La sede “non sarà pubblica” per almeno due motivi. Il primo è che dentro quell’ufficio, individuato poi in via Giambologna e successivamente trasferito in via Giusti, lavoreranno 10 persone con la mansione di imbastire la guerriglia social a sostegno del “sì”, ricorrendo anche ad armi non convenzionali. Per le quali, non a caso, viene ingaggiato l’ex hacker Andrea Stroppa, già consulente di Carrai, che – come riporta Il Domani – in passato fu indagato e poi assolto per aver partecipato a un’associazione a delinquere finalizzata alla realizzazione di accessi abusivi a sistemi informatici che nel 2013 colpì siti di polizia e carabinieri, del Viminale e di politici come Beppe Grillo e Massimo D’Alema.

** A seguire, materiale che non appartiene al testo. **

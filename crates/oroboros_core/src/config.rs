//! # Runtime Configuration
//!
//! Loaded once at startup from TOML. Every key is optional:
//!
//! ```toml
//! [database]
//! initial_capacity = 4096
//!
//! [serialization]
//! max_field_payload = 16777216
//!
//! [gc]
//! collect_on_destroy = false
//! ```

use std::path::Path;

use oroboros_reflect::ReadOptions;
use serde::Deserialize;
use thiserror::Error;

/// Errors raised while loading a [`RuntimeConfig`].
#[derive(Error, Debug, Clone, PartialEq, Eq)]
pub enum ConfigError {
    /// The file could not be read.
    #[error("failed to read config {path}: {message}")]
    Io {
        /// Path that was opened.
        path: String,
        /// OS error text.
        message: String,
    },

    /// The document is not valid TOML or has values of the wrong type.
    #[error("invalid config: {0}")]
    Parse(String),
}

/// Object database sizing.
#[derive(Debug, Clone, PartialEq, Eq, Deserialize)]
#[serde(default, deny_unknown_fields)]
pub struct DatabaseConfig {
    /// Node slots reserved up front.
    pub initial_capacity: usize,
}

impl Default for DatabaseConfig {
    fn default() -> Self {
        Self {
            initial_capacity: 1024,
        }
    }
}

/// Field stream limits.
#[derive(Debug, Clone, PartialEq, Eq, Deserialize)]
#[serde(default, deny_unknown_fields)]
pub struct SerializationConfig {
    /// A field length record above this is treated as corruption.
    pub max_field_payload: u64,
}

impl Default for SerializationConfig {
    fn default() -> Self {
        Self {
            max_field_payload: ReadOptions::default().max_field_payload,
        }
    }
}

/// Garbage collection behaviour.
#[derive(Debug, Clone, PartialEq, Eq, Deserialize)]
#[serde(default, deny_unknown_fields)]
pub struct GcConfig {
    /// Free storage in `destroy_object` instead of parking it until `collect_garbage`.
    pub collect_on_destroy: bool,
    /// Objects visited per `gc_tick` of an incremental collection.
    pub step_budget: usize,
}

impl Default for GcConfig {
    fn default() -> Self {
        Self {
            collect_on_destroy: false,
            step_budget: 256,
        }
    }
}

/// Configuration of a [`CoreObjects`](crate::CoreObjects) runtime.
#[derive(Debug, Clone, Default, PartialEq, Eq, Deserialize)]
#[serde(default, deny_unknown_fields)]
pub struct RuntimeConfig {
    /// Object database sizing.
    pub database: DatabaseConfig,
    /// Field stream limits.
    pub serialization: SerializationConfig,
    /// Garbage collection behaviour.
    pub gc: GcConfig,
}

impl RuntimeConfig {
    /// Parses a TOML document.
    ///
    /// # Errors
    ///
    /// Returns [`ConfigError::Parse`] for malformed documents or unknown keys.
    pub fn from_toml_str(text: &str) -> Result<Self, ConfigError> {
        toml::from_str(text).map_err(|error| ConfigError::Parse(error.to_string()))
    }

    /// Reads and parses a TOML file.
    ///
    /// # Errors
    ///
    /// Returns [`ConfigError::Io`] if the file cannot be read, otherwise see
    /// [`RuntimeConfig::from_toml_str`].
    pub fn from_toml_file(path: impl AsRef<Path>) -> Result<Self, ConfigError> {
        let path = path.as_ref();
        let text = std::fs::read_to_string(path).map_err(|error| ConfigError::Io {
            path: path.display().to_string(),
            message: error.to_string(),
        })?;
        Self::from_toml_str(&text)
    }

    /// Field stream read limits derived from this config.
    #[must_use]
    pub fn read_options(&self) -> ReadOptions {
        ReadOptions {
            max_field_payload: self.serialization.max_field_payload,
        }
    }
}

Lo stesso termine darkroom (“camera scura”) in ambiente informatico-digitale sta a indicare un’attività che per definizione non può e non deve esser fatta alla luce del sole. Quale fosse, lo esplicita lo stesso Carrai due settimane dopo: “In una settimana hanno fatto 600 fakes, che non avevano fatto nei sei mesi precedenti nessuno”, annuncia entusiasta il 18 ottobre. I “fakes”, per intenderci, sono proprio quei profili social fittizi creati appositamente per orientare il consenso e per colpire gli avversari viralizzando i post propagandistici: quelli che Renzi ha sempre negato di usare e invece ha utilizzato, dopo aver accusato per anni, pubblicamente, i grillini di farlo.

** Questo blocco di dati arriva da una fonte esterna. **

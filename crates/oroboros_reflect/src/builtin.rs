//! Descriptors of the built-in types: primitives, standard collections and object references.

use std::any::Any;
use std::collections::{BTreeMap, BTreeSet, HashMap, HashSet};
use std::hash::Hash;

use crate::descriptor::{
    ContainerDescriptor, ContainerKind, MapDescriptor, PairDescriptor, PrimitiveDescriptor,
    QualifiedDescriptor, TypeKind,
};
use crate::math::{Color, Quat, Vec3};
use crate::name::StringId;
use crate::object_ref::{ObjPtr, ObjectId, ObjectRef, RefSlot};
use crate::registry::{Reflected, TypeBuild, TypeRegistry};
use crate::retriever::{
    BTreeMapRetriever, BTreeSetRetriever, HashMapRetriever, HashSetRetriever, TupleRetriever,
    VecRetriever,
};

macro_rules! reflect_primitive {
    ($variant:ident: $($ty:ty),* $(,)?) => {
        $(
            impl Reflected for $ty {
                fn build_descriptor(_registry: &TypeRegistry) -> TypeBuild {
                    TypeBuild::Ready {
                        name: stringify!($ty).to_owned(),
                        kind: TypeKind::$variant(PrimitiveDescriptor::of::<$ty>()),
                    }
                }
            }
        )*
    };
}

reflect_primitive!(Fundamental: bool, i8, i16, i32, i64, u8, u16, u32, u64, f32, f64);
reflect_primitive!(Special: String, StringId, Vec3, Quat, Color);

fn type_name(registry: &TypeRegistry, id: crate::DescriptorId) -> String {
    registry.get(id).name().to_owned()
}

impl<T: Reflected> Reflected for Vec<T> {
    fn build_descriptor(registry: &TypeRegistry) -> TypeBuild {
        let element = registry.descriptor_of::<T>();
        TypeBuild::Ready {
            name: format!("Vec<{}>", type_name(registry, element)),
            kind: TypeKind::Container(ContainerDescriptor {
                kind: ContainerKind::Array,
                element,
                retriever: Box::new(VecRetriever::<T>::default()),
            }),
        }
    }
}

impl<T: Reflected + Eq + Hash> Reflected for HashSet<T> {
    fn build_descriptor(registry: &TypeRegistry) -> TypeBuild {
        let element = registry.descriptor_of::<T>();
        TypeBuild::Ready {
            name: format!("HashSet<{}>", type_name(registry, element)),
            kind: TypeKind::Container(ContainerDescriptor {
                kind: ContainerKind::Set,
                element,
                retriever: Box::new(HashSetRetriever::<T>::default()),
            }),
        }
    }
}

impl<T: Reflected + Ord> Reflected for BTreeSet<T> {
    fn build_descriptor(registry: &TypeRegistry) -> TypeBuild {
        let element = registry.descriptor_of::<T>();
        TypeBuild::Ready {
            name: format!("BTreeSet<{}>", type_name(registry, element)),
            kind: TypeKind::Container(ContainerDescriptor {
                kind: ContainerKind::Set,
                element,
                retriever: Box::new(BTreeSetRetriever::<T>::default()),
            }),
        }
    }
}

impl<K: Reflected + Eq + Hash, V: Reflected> Reflected for HashMap<K, V> {
    fn build_descriptor(registry: &TypeRegistry) -> TypeBuild {
        let key = registry.descriptor_of::<K>();
        let value = registry.descriptor_of::<V>();
        TypeBuild::Ready {
            name: format!(
                "HashMap<{}, {}>",
                type_name(registry, key),
                type_name(registry, value)
            ),
            kind: TypeKind::Map(MapDescriptor {
                key,
                value,
                entry: registry.descriptor_of::<(K, V)>(),
                retriever: Box::new(HashMapRetriever::<K, V>::default()),
            }),
        }
    }
}

impl<K: Reflected + Ord, V: Reflected> Reflected for BTreeMap<K, V> {
    fn build_descriptor(registry: &TypeRegistry) -> TypeBuild {
        let key = registry.descriptor_of::<K>();
        let value = registry.descriptor_of::<V>();
        TypeBuild::Ready {
            name: format!(
                "BTreeMap<{}, {}>",
                type_name(registry, key),
                type_name(registry, value)
            ),
            kind: TypeKind::Map(MapDescriptor {
                key,
                value,
                entry: registry.descriptor_of::<(K, V)>(),
                retriever: Box::new(BTreeMapRetriever::<K, V>::default()),
            }),
        }
    }
}

impl<A: Reflected, B: Reflected> Reflected for (A, B) {
    fn build_descriptor(registry: &TypeRegistry) -> TypeBuild {
        let first = registry.descriptor_of::<A>();
        let second = registry.descriptor_of::<B>();
        TypeBuild::Ready {
            name: format!(
                "({}, {})",
                type_name(registry, first),
                type_name(registry, second)
            ),
            kind: TypeKind::Pair(PairDescriptor {
                first,
                second,
                retriever: Box::new(TupleRetriever::<A, B>::default()),
            }),
        }
    }
}

fn ref_get<R: RefSlot + Any>(value: &dyn Any) -> Option<Option<ObjectId>> {
    value.downcast_ref::<R>().map(RefSlot::target)
}

fn ref_set<R: RefSlot + Any>(value: &mut dyn Any, target: Option<ObjectId>) -> bool {
    match value.downcast_mut::<R>() {
        Some(slot) => {
            slot.set_target(target);
            true
        }
        None => false,
    }
}

impl<T: Reflected> Reflected for ObjPtr<T> {
    fn build_descriptor(registry: &TypeRegistry) -> TypeBuild {
        let pointee = registry.descriptor_of::<T>();
        TypeBuild::Ready {
            name: format!("ObjPtr<{}>", type_name(registry, pointee)),
            kind: TypeKind::Qualified(QualifiedDescriptor {
                pointee: Some(pointee),
                get: ref_get::<Self>,
                set: ref_set::<Self>,
            }),
        }
    }
}

impl Reflected for ObjectRef {
    fn build_descriptor(_registry: &TypeRegistry) -> TypeBuild {
        TypeBuild::Ready {
            name: "ObjectRef".to_owned(),
            kind: TypeKind::Qualified(QualifiedDescriptor {
                pointee: None,
                get: ref_get::<Self>,
                set: ref_set::<Self>,
            }),
        }
    }
}

#[cfg(test)]
mod tests {
    use super::*;

    #[test]
    fn test_collection_names_nest() {
        let registry = TypeRegistry::new();
        let map = registry.descriptor::<BTreeMap<String, Vec<u32>>>();
        assert_eq!(map.name(), "BTreeMap<String, Vec<u32>>");
        assert_eq!(map.kind().label(), "map");

        let TypeKind::Map(descriptor) = map.kind() else {
            panic!("expected a map descriptor");
        };
        assert_eq!(registry.get(descriptor.entry).name(), "(String, Vec<u32>)");
    }

    #[test]
    fn test_primitive_operations() {
        let registry = TypeRegistry::new();
        let descriptor = registry.descriptor::<Vec3>();
        let TypeKind::Special(ops) = descriptor.kind() else {
            panic!("expected a special descriptor");
        };

        let from = Vec3::new(1.0, 2.0, 3.0);
        let mut to = Vec3::ZERO;
        assert!((ops.copy)(&from, &mut to));
        assert!((ops.equals)(&from, &to));
        assert!(!(ops.copy)(&from, &mut 0u32));
    }

    #[test]
    fn test_object_ref_descriptor() {
        let registry = TypeRegistry::new();
        let descriptor = registry.descriptor::<ObjectRef>();
        let TypeKind::Qualified(qualified) = descriptor.kind() else {
            panic!("expected a qualified descriptor");
        };
        assert!(qualified.pointee.is_none());

        let mut slot = ObjectRef::NULL;
        let id = ObjectId::new(1, 0);
        assert!((qualified.set)(&mut slot, Some(id)));
        assert_eq!((qualified.get)(&slot), Some(Some(id)));
    }
}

C’è poi un secondo motivo di riservatezza. Carrai ha sempre negato di lavorare per Renzi, ma dalla corrispondenza con Bianchi su ogni affare, carte di credito e spese della Fondazione comprese, pare proprio il contrario. I loro rapporti finiscono sui giornali soprattutto quando, proprio nel 2016, Renzi tenta in ogni modo di promuovere Carrai, socio di una società di cybersecurity, a capo dell’ufficio che a Palazzo Chigi si occupa della difesa cybernetica del Paese. Ed ecco un altro motivo di prudenza: sarebbe stato difficile spiegare che, nel frattempo, Carrai stava imbastendo una “darkroom” renziana, pagata coi soldi di Open, per imbastire campagne di troll, boot e profili falsi. Per questo l’operazione non deve lasciare impronte, specie sui computer. Carrai chiede a Bianchi di dotare il gruppo di lavoro darkroom dei i pc da cui sferrare gli attacchi per sostenere il leader. Chiede a Bianchi di provvedere alla svelta, ma con l’accortezza di non comparire direttamente: “Per comprare i computer come faccio? Pago io e poi riprendo i soldi o meglio pagare direttamente come Open per non far girare soldi tra me e la Fondazione?”.
C’è un’altra questione scottante: il trattamento da riservare a giornali e giornalisti. Nelle ultime settimane, si sa, Renzi ha annunciato querele a tutto spiano. Dalla messaggistica si capisce che non è una novità, ma una scelta strategica fatta a tavolino già molti anni prima. Pochi mesi dopo il referendum, siamo a febbraio 2017, Bianchi annuncia a Carrai di aver mandato questo appunto a Matteo Renzi per rispondere a notizie sgradite o ritenute diffamanti: “Il disegno mi pare semplice e chiaro: merda su tutti. Carrai allora e sempre¨ boschi¨ poi Lotti, Tiziano. Domani Bonifazi e Bianchi (domani verranno fuori le intercettazioni di bocchino – bocchino! – che dice che per arrivare a Renzi bisognava andare da Bianchi). Io risponderei: querele e citazioni una al giorno da parte di tutti contro chiunque metta in dubbio la ns onesta. A raffica. E poi è vero che non abbiamo i giornali e le TV e non siamo Berlusconi ma qualche giornalista”. E l’altro risponde: “Se mi mettono nel mezzo querelo di sicuro”. Renzi prenderà il consiglio alla lettera. Alla fine il referendum lo perde, neppure la macchina della propaganda social con darkroom incorporata è bastata. E Bianchi un anno, il 12 novembre 2017dopo tira le somme, ricordando a Carrai i “due milioni spesi per quel referendum del cazzo e i social, senza averli”.